Work request: Write out every line below that includes the word "collect".

[Dataset records]

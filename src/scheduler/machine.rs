//! Playback state machine
//!
//! Pure and synchronous: events go in, directives come out. The driver
//! executes the directives in order, which is what gives the
//! cancel-before-load ordering on reload.

use tracing::{debug, info, warn};

use crate::domain::model::*;
use crate::domain::rules::AdvancePolicy;

/// Inputs to the scheduler
#[derive(Debug, Clone, Copy, PartialEq, Eq)]
pub enum SchedulerEvent {
    /// Surface confirmed playback of the given load
    PlaybackStarted(LoadTicket),
    /// Surface reached the clip's natural end
    NaturallyEnded(LoadTicket),
    /// The advance timer armed for the given load elapsed
    TimerElapsed(LoadTicket),
    /// Manual advance to the next clip
    Skip,
    /// Back to the first clip
    Restart,
}

/// Side effects requested by the scheduler, to be executed in order
#[derive(Debug, Clone, PartialEq, Eq)]
pub enum Directive {
    /// Drop the pending timer or natural-end wait, if any
    CancelPending,
    /// Hand a clip to the surface
    Load(LoadRequest),
    /// Tell the surface to start rendering
    Play,
    /// Arm the advance trigger for a load
    Arm {
        ticket: LoadTicket,
        trigger: AdvanceTrigger,
    },
}

/// Cursor over a decoded playlist
#[derive(Debug, Default)]
pub struct PlaybackScheduler {
    playlist: Playlist,
    cursor: PlaybackCursor,
    ticket: LoadTicket,
    armed: Option<AdvanceTrigger>,
    completed_passes: u64,
}

impl PlaybackScheduler {
    pub fn new() -> Self {
        Self::default()
    }

    /// Replace the playlist and start over from the first clip
    pub fn load(&mut self, playlist: Playlist) -> Vec<Directive> {
        let mut directives = vec![Directive::CancelPending];
        self.armed = None;
        self.playlist = playlist;
        self.cursor = PlaybackCursor::idle();
        self.completed_passes = 0;

        if self.playlist.is_empty() {
            info!("Loaded empty playlist, staying idle");
            return directives;
        }

        info!(clips = self.playlist.len(), "Loaded playlist");
        directives.extend(self.enter_loading(0));
        directives
    }

    /// Feed an event and collect the directives it produces
    pub fn handle(&mut self, event: SchedulerEvent) -> Vec<Directive> {
        match event {
            SchedulerEvent::PlaybackStarted(ticket) => self.on_started(ticket),
            SchedulerEvent::TimerElapsed(ticket) => {
                self.on_advance_signal(ticket, AdvanceTrigger::is_timer, "timer")
            }
            SchedulerEvent::NaturallyEnded(ticket) => {
                self.on_advance_signal(ticket, AdvanceTrigger::is_natural_end, "natural end")
            }
            SchedulerEvent::Skip => {
                if self.cursor.phase == Phase::Idle {
                    return Vec::new();
                }
                debug!(index = self.cursor.index, "Skipping clip");
                self.advance()
            }
            SchedulerEvent::Restart => {
                if self.playlist.is_empty() {
                    return Vec::new();
                }
                debug!("Restarting playlist");
                self.armed = None;
                self.completed_passes = 0;
                let mut directives = vec![Directive::CancelPending];
                directives.extend(self.enter_loading(0));
                directives
            }
        }
    }

    fn on_started(&mut self, ticket: LoadTicket) -> Vec<Directive> {
        if ticket != self.ticket || self.cursor.phase != Phase::Loading {
            debug!(%ticket, current = %self.ticket, phase = %self.cursor.phase, "Ignoring stale start signal");
            return Vec::new();
        }
        let Some(entry) = self.playlist.get(self.cursor.index) else {
            warn!(index = self.cursor.index, "Cursor outside playlist");
            return Vec::new();
        };

        let trigger = AdvancePolicy::trigger_for(entry);
        self.cursor = PlaybackCursor::playing(self.cursor.index);
        self.armed = Some(trigger);
        debug!(index = self.cursor.index, ?trigger, "Playback started");

        vec![Directive::Arm { ticket, trigger }]
    }

    fn on_advance_signal(
        &mut self,
        ticket: LoadTicket,
        selected: fn(&AdvanceTrigger) -> bool,
        source: &str,
    ) -> Vec<Directive> {
        let current = ticket == self.ticket && self.cursor.phase == Phase::Playing;
        if !current || !self.armed.as_ref().is_some_and(selected) {
            debug!(%ticket, current = %self.ticket, source, "Ignoring advance signal");
            return Vec::new();
        }
        self.advance()
    }

    fn advance(&mut self) -> Vec<Directive> {
        let next = self.playlist.next_index(self.cursor.index);
        if next == 0 {
            self.completed_passes += 1;
        }
        self.armed = None;

        let mut directives = vec![Directive::CancelPending];
        directives.extend(self.enter_loading(next));
        directives
    }

    fn enter_loading(&mut self, index: usize) -> Vec<Directive> {
        let Some(entry) = self.playlist.get(index) else {
            self.cursor = PlaybackCursor::idle();
            return Vec::new();
        };

        self.ticket = self.ticket.next();
        self.cursor = PlaybackCursor::loading(index);
        info!(index, ticket = %self.ticket, entry = %entry, "Loading clip");

        vec![
            Directive::Load(LoadRequest::for_entry(self.ticket, index, entry)),
            Directive::Play,
        ]
    }

    pub fn cursor(&self) -> PlaybackCursor {
        self.cursor
    }

    pub fn ticket(&self) -> LoadTicket {
        self.ticket
    }

    pub fn playlist(&self) -> &Playlist {
        &self.playlist
    }

    /// Entry under the cursor, if playing or loading
    pub fn current_entry(&self) -> Option<&PlaylistEntry> {
        match self.cursor.phase {
            Phase::Idle => None,
            _ => self.playlist.get(self.cursor.index),
        }
    }

    /// How many times playback wrapped from the last clip back to the first
    pub fn completed_passes(&self) -> u64 {
        self.completed_passes
    }
}
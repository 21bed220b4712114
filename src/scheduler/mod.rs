//! Playlist scheduler: the state machine and the task that drives it

pub mod driver;
pub mod machine;

pub use driver::{DriverReport, DriverSettings, PlaybackDriver, PlaybackStatus, PlayerControl, PlayerHandle};
pub use machine::{Directive, PlaybackScheduler, SchedulerEvent};
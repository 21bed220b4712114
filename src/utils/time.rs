//! Time parsing and formatting utilities

use crate::domain::errors::DomainError;

/// Largest value `HH:MM:SS` round-trips with two hour digits
pub const MAX_TWO_DIGIT_HOURS_SECONDS: u64 = 359_999;

/// Time parser for `HH:MM:SS` clip offsets
#[derive(Debug, Clone, Copy, Default)]
pub struct TimeParser;

impl TimeParser {
    /// Create a new time parser
    pub fn new() -> Self {
        Self
    }

    /// Parse `HH:MM:SS` to whole seconds.
    ///
    /// Hours are unbounded; minutes and seconds must be in `0..60`. Every part
    /// must be a plain run of ASCII digits.
    pub fn parse_time(&self, time_str: &str) -> Result<u64, DomainError> {
        let parts: Vec<&str> = time_str.split(':').collect();
        if parts.len() != 3 {
            return Err(Self::malformed(time_str));
        }

        let hours = Self::parse_part(parts[0], time_str)?;
        let minutes = Self::parse_part(parts[1], time_str)?;
        let seconds = Self::parse_part(parts[2], time_str)?;

        if minutes >= 60 || seconds >= 60 {
            return Err(DomainError::Format(format!(
                "Minutes and seconds must be below 60 in '{}'",
                time_str
            )));
        }

        hours
            .checked_mul(3600)
            .and_then(|h| h.checked_add(minutes * 60 + seconds))
            .ok_or_else(|| DomainError::Format(format!("Time out of range: '{}'", time_str)))
    }

    fn parse_part(part: &str, time_str: &str) -> Result<u64, DomainError> {
        if part.is_empty() || !part.bytes().all(|b| b.is_ascii_digit()) {
            return Err(Self::malformed(time_str));
        }
        part.parse::<u64>().map_err(|_| Self::malformed(time_str))
    }

    fn malformed(time_str: &str) -> DomainError {
        DomainError::Format(format!(
            "Invalid time '{}'. Expected HH:MM:SS",
            time_str
        ))
    }

    /// Format seconds as zero-padded `HH:MM:SS`
    pub fn format_time(&self, seconds: u64) -> String {
        let hours = seconds / 3600;
        let minutes = (seconds % 3600) / 60;
        let secs = seconds % 60;

        format!("{:02}:{:02}:{:02}", hours, minutes, secs)
    }
}

/// Format whole seconds as `HH:MM:SS`
pub fn format_seconds_to_time(seconds: u64) -> String {
    TimeParser::new().format_time(seconds)
}

/// Parse `HH:MM:SS` into whole seconds
pub fn format_time_to_seconds(time_str: &str) -> Result<u64, DomainError> {
    TimeParser::new().parse_time(time_str)
}

#[cfg(test)]
mod tests {
    use super::*;

    #[test]
    fn test_format_seconds_to_time() {
        assert_eq!(format_seconds_to_time(0), "00:00:00");
        assert_eq!(format_seconds_to_time(3661), "01:01:01");
        assert_eq!(format_seconds_to_time(59), "00:00:59");
        assert_eq!(format_seconds_to_time(360_000), "100:00:00");
    }

    #[test]
    fn test_format_time_to_seconds() {
        assert_eq!(format_time_to_seconds("01:01:01").unwrap(), 3661);
        assert_eq!(format_time_to_seconds("00:00:00").unwrap(), 0);
        assert_eq!(format_time_to_seconds("123:00:05").unwrap(), 442_805);
        assert_eq!(format_time_to_seconds("1:2:3").unwrap(), 3723);
    }

    #[test]
    fn test_parse_rejects_malformed() {
        for input in ["", "10", "00:10", "00:00:00:00", "aa:bb:cc", "00:-1:00", "00:00:1.5", " 00:00:01"] {
            assert!(
                matches!(format_time_to_seconds(input), Err(DomainError::Format(_))),
                "expected format error for {:?}",
                input
            );
        }
    }

    #[test]
    fn test_parse_rejects_out_of_range_fields() {
        assert!(format_time_to_seconds("00:60:00").is_err());
        assert!(format_time_to_seconds("00:00:60").is_err());
    }

    #[test]
    fn test_parse_rejects_overflow() {
        assert!(format_time_to_seconds("99999999999999999999:00:00").is_err());
        assert!(format_time_to_seconds("18446744073709551615:00:00").is_err());
    }

    #[test]
    fn test_round_trip_below_one_hundred_hours() {
        for seconds in (0..=MAX_TWO_DIGIT_HOURS_SECONDS).step_by(997) {
            let text = format_seconds_to_time(seconds);
            assert_eq!(format_time_to_seconds(&text).unwrap(), seconds);
        }
        let last = format_seconds_to_time(MAX_TWO_DIGIT_HOURS_SECONDS);
        assert_eq!(last, "99:59:59");
        assert_eq!(format_time_to_seconds(&last).unwrap(), MAX_TWO_DIGIT_HOURS_SECONDS);
    }
}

Task output:
    /// Feed an event and collect the directives it produces
        let parts: Vec<&str> = time_str.split(':').collect();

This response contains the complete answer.